By Tom Kleckner
Clean Line Energy Partners said Thursday it is considering legal appeals and other options following the Missouri Public Service Commission’s third rejection of its proposed Grain Belt Express.
The PSC on Wednesday rejected Clean Line’s request for a certificate of convenience and necessity (EA-2016-0358). The commission previously denied the $2.3 billion project last year on a procedural error, and in 2015 for not proving the project’s necessity and worth.
Mike Skelly, Clean Line’s founder and president, said the company will review the PSC’s order to determine its next course of action.
“We are currently assessing all existing authorities available to move the Grain Belt Express project forward, including, but not limited, to legal appeals,” Skelly said in a statement. “The PSC’s decision … sends a clear message that investors contemplating new infrastructure projects should not come to Missouri.”
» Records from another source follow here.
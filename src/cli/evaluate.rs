//! Study evaluation command

use super::util::{load_config, write_output};
use labeval::*;
use std::path::PathBuf;
use std::process::ExitCode;

/// Exit code when any result is critical
pub const EXIT_CRITICAL: u8 = 2;

pub struct EvaluateArgs {
    pub panel: PathBuf,
    pub results: PathBuf,
    pub sex: Option<String>,
    pub json: bool,
    pub public: bool,
    pub output: Option<PathBuf>,
    pub config: Option<PathBuf>,
}

pub fn cmd_evaluate(args: EvaluateArgs) -> Result<ExitCode> {
    let config = load_config(args.config.as_deref())?;
    let panel = ParameterPanel::load(&args.panel)?;
    let mut results = StudyResults::load(&args.results)?;
    if let Some(sex) = args.sex {
        results.patient_sex = Some(sex);
    }

    let report = Evaluator::new(config).evaluate_study(&panel, &results);

    let content = match (args.public, args.json) {
        (true, _) => serde_json::to_string_pretty(&report.public_view())?,
        (false, true) => serde_json::to_string_pretty(&report)?,
        (false, false) => report.to_report(),
    };
    write_output(&args.output, &content)?;

    if report.summary.has_critical() {
        Ok(ExitCode::from(EXIT_CRITICAL))
    } else {
        Ok(ExitCode::SUCCESS)
    }
}
//! labeval configuration
//!
//! Handles loading of `labeval.yaml`, either from an explicit path or from
//! the working directory. Every field has a default, so an empty file (or
//! no file at all) is a valid configuration.
//!
//! ```yaml
//! locale: es
//! decimal_comma: true
//! default_sex: F
//! ```

use crate::describe::Locale;
use crate::error::{Error, Result};
use crate::sex::PatientSex;
use crate::value::ParseOptions;
use schemars::JsonSchema;
use serde::{Deserialize, Serialize};
use std::path::Path;

/// File name looked up by [`EvalConfig::load_from_dir`]
pub const CONFIG_FILE: &str = "labeval.yaml";

/// Evaluation settings
#[derive(Debug, Clone, PartialEq, Serialize, Deserialize, JsonSchema)]
#[schemars(title = "labeval config")]
pub struct EvalConfig {
    /// Language of descriptor labels
    #[serde(default = "default_locale")]
    pub locale: Locale,

    /// Read `12,5` as `12.5` in values and bounds
    #[serde(default)]
    pub decimal_comma: bool,

    /// Sex assumed when a study does not record one (free text, normalized)
    #[serde(default, skip_serializing_if = "Option::is_none")]
    pub default_sex: Option<String>,
}

fn default_locale() -> Locale {
    Locale::En
}

impl Default for EvalConfig {
    fn default() -> Self {
        Self {
            locale: default_locale(),
            decimal_comma: false,
            default_sex: None,
        }
    }
}

impl EvalConfig {
    /// Parse config from YAML string
    pub fn from_yaml(yaml: &str) -> Result<Self> {
        if yaml.trim().is_empty() {
            return Ok(Self::default());
        }
        serde_norway::from_str(yaml).map_err(|e| Error::Config(e.to_string()))
    }

    /// Load config from a file
    pub fn load(path: &Path) -> Result<Self> {
        let content = std::fs::read_to_string(path).map_err(Error::Io)?;
        let config = Self::from_yaml(&content)?;
        log::debug!("loaded config from {}", path.display());
        Ok(config)
    }

    /// Load `labeval.yaml` from a directory, if present
    pub fn load_from_dir(dir: &Path) -> Result<Option<Self>> {
        let file = dir.join(CONFIG_FILE);
        if !file.exists() {
            return Ok(None);
        }
        Self::load(&file).map(Some)
    }

    pub fn parse_options(&self) -> ParseOptions {
        ParseOptions {
            decimal_comma: self.decimal_comma,
        }
    }

    /// Sex to use for a study, falling back to `default_sex`
    pub fn sex_for(&self, recorded: Option<&str>) -> PatientSex {
        match recorded.map(PatientSex::normalize) {
            Some(sex) if sex != PatientSex::Unspecified => sex,
            _ => PatientSex::from_optional(self.default_sex.as_deref()),
        }
    }
}

#[cfg(test)]
mod tests {
    use super::*;
    use tempfile::TempDir;

    #[test]
    fn test_defaults() {
        let config = EvalConfig::from_yaml("").unwrap();
        assert_eq!(config, EvalConfig::default());
        assert_eq!(config.locale, Locale::En);
        assert!(!config.parse_options().decimal_comma);
    }

    #[test]
    fn test_partial_file() {
        let config = EvalConfig::from_yaml("locale: es\n").unwrap();
        assert_eq!(config.locale, Locale::Es);
        assert!(!config.decimal_comma);

        let config = EvalConfig::from_yaml("decimal_comma: true\n").unwrap();
        assert_eq!(config.locale, default_locale());
        assert_eq!(config.default_sex, None);
    }

    #[test]
    fn test_unknown_locale_is_error() {
        let err = EvalConfig::from_yaml("locale: fr\n").unwrap_err();
        assert!(matches!(err, Error::Config(_)));
    }

    #[test]
    fn test_sex_fallback() {
        let config = EvalConfig {
            default_sex: Some("mujer".into()),
            ..Default::default()
        };
        assert_eq!(config.sex_for(Some("M")), PatientSex::Male);
        assert_eq!(config.sex_for(Some("?")), PatientSex::Female);
        assert_eq!(config.sex_for(None), PatientSex::Female);
        assert_eq!(EvalConfig::default().sex_for(None), PatientSex::Unspecified);
    }

    #[test]
    fn test_load_from_dir() {
        let dir = TempDir::new().unwrap();
        assert!(EvalConfig::load_from_dir(dir.path()).unwrap().is_none());

        std::fs::write(dir.path().join(CONFIG_FILE), "decimal_comma: true\n").unwrap();
        let config = EvalConfig::load_from_dir(dir.path()).unwrap().unwrap();
        assert!(config.decimal_comma);
    }
}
Clean Line’s other options, said spokesperson Sarah Bray, include asking the PSC for a rehearing, working with the state’s legislature to revise pertinent laws or seeking U.S. Energy Department approval under Section 1222 of the 2005 Energy Policy Act. The latter would authorize the department to take part in “designing, developing, constructing, operating, maintaining or owning” new transmission.
“The project is certainly not dead,” Bray said.
Following the PSC’s 2015 rejection of the Grain Belt Express — when the commission determined there weren’t enough benefits for Missouri consumers and cited landowner opposition — Clean Line signed up more than three dozen cities to purchase about 100 MW of power from the project. The Houston-based company projects ratepayers in those cities will see annual savings of $10 million.
Four of the commission’s five members said in a concurring opinion Wednesday the project is needed, economically feasible and beneficial to the public.
However, they referenced a March state appeals court ruling on an unrelated case involving Ameren Transmission Company of Illinois, which found that infrastructure projects must first secure approvals from each county it crosses.
In 2012, Clean Line won permission from the commissions of eight counties to construct the line along and across their public roads. But the company was tripped up in Caldwell County, after a court ruled in 2015 that county officials had violated the state Sunshine Law when they approved the line.
“It was in the public interest to approve the line,” PSC Chairman Daniel Hall said. “Unfortunately, because of the structure of this commission and because of the legal system in this state, we were unable to act in the public interest.”
Commissioner Steve Stoll did not sign the order, saying “the court has spoken.”
Bray told RTO Insider that Clean Line was “encouraged by the PSC’s determination that the project is in the public interest and will benefit the State of Missouri.”
The “ruling is inconsistent with good government and sound public policy, and it is our hope that moving forward, Missouri will work to remove barriers to building new critical infrastructure projects,” Skelly said.
James Owen, executive director of Renew Missouri, which supports renewable energy and energy efficiency, said the PSC ruling is based on a misreading of state law and undermines Gov. Eric Greitens’ promise to eliminate “job-killing regulations.”
“The [appellate] opinion now says that a few county commissioners have absolute veto power over the regulatory decisions of the federal and state government,” Owen said in a statement. “This multibillion-dollar project spanning four states is now stalled due to a baseless objection from a single Missouri county. … In the face of this absurd result, Gov. Greitens’ silence is deafening.”
The Grain Belt Express would deliver approximately 4,000 MW of wind power from western Kansas through Missouri and Illinois to the Indiana border over 780 miles of DC lines. Kansas and Illinois regulators approved the project within their states in 2013 and 2015, respectively.
Clean Line said the decision would be “devastating” for Missouri ratepayers and workers “who will be deprived of good paying local jobs.”
The company had support from a number of the state’s companies and organizations, including the Missouri Joint Municipal Electric Utility Commission, the Missouri Department of Economic Development, the International Brotherhood of Electrical Workers, the Missouri AFL-CIO, The Wind Coalition and Wind on the Wires.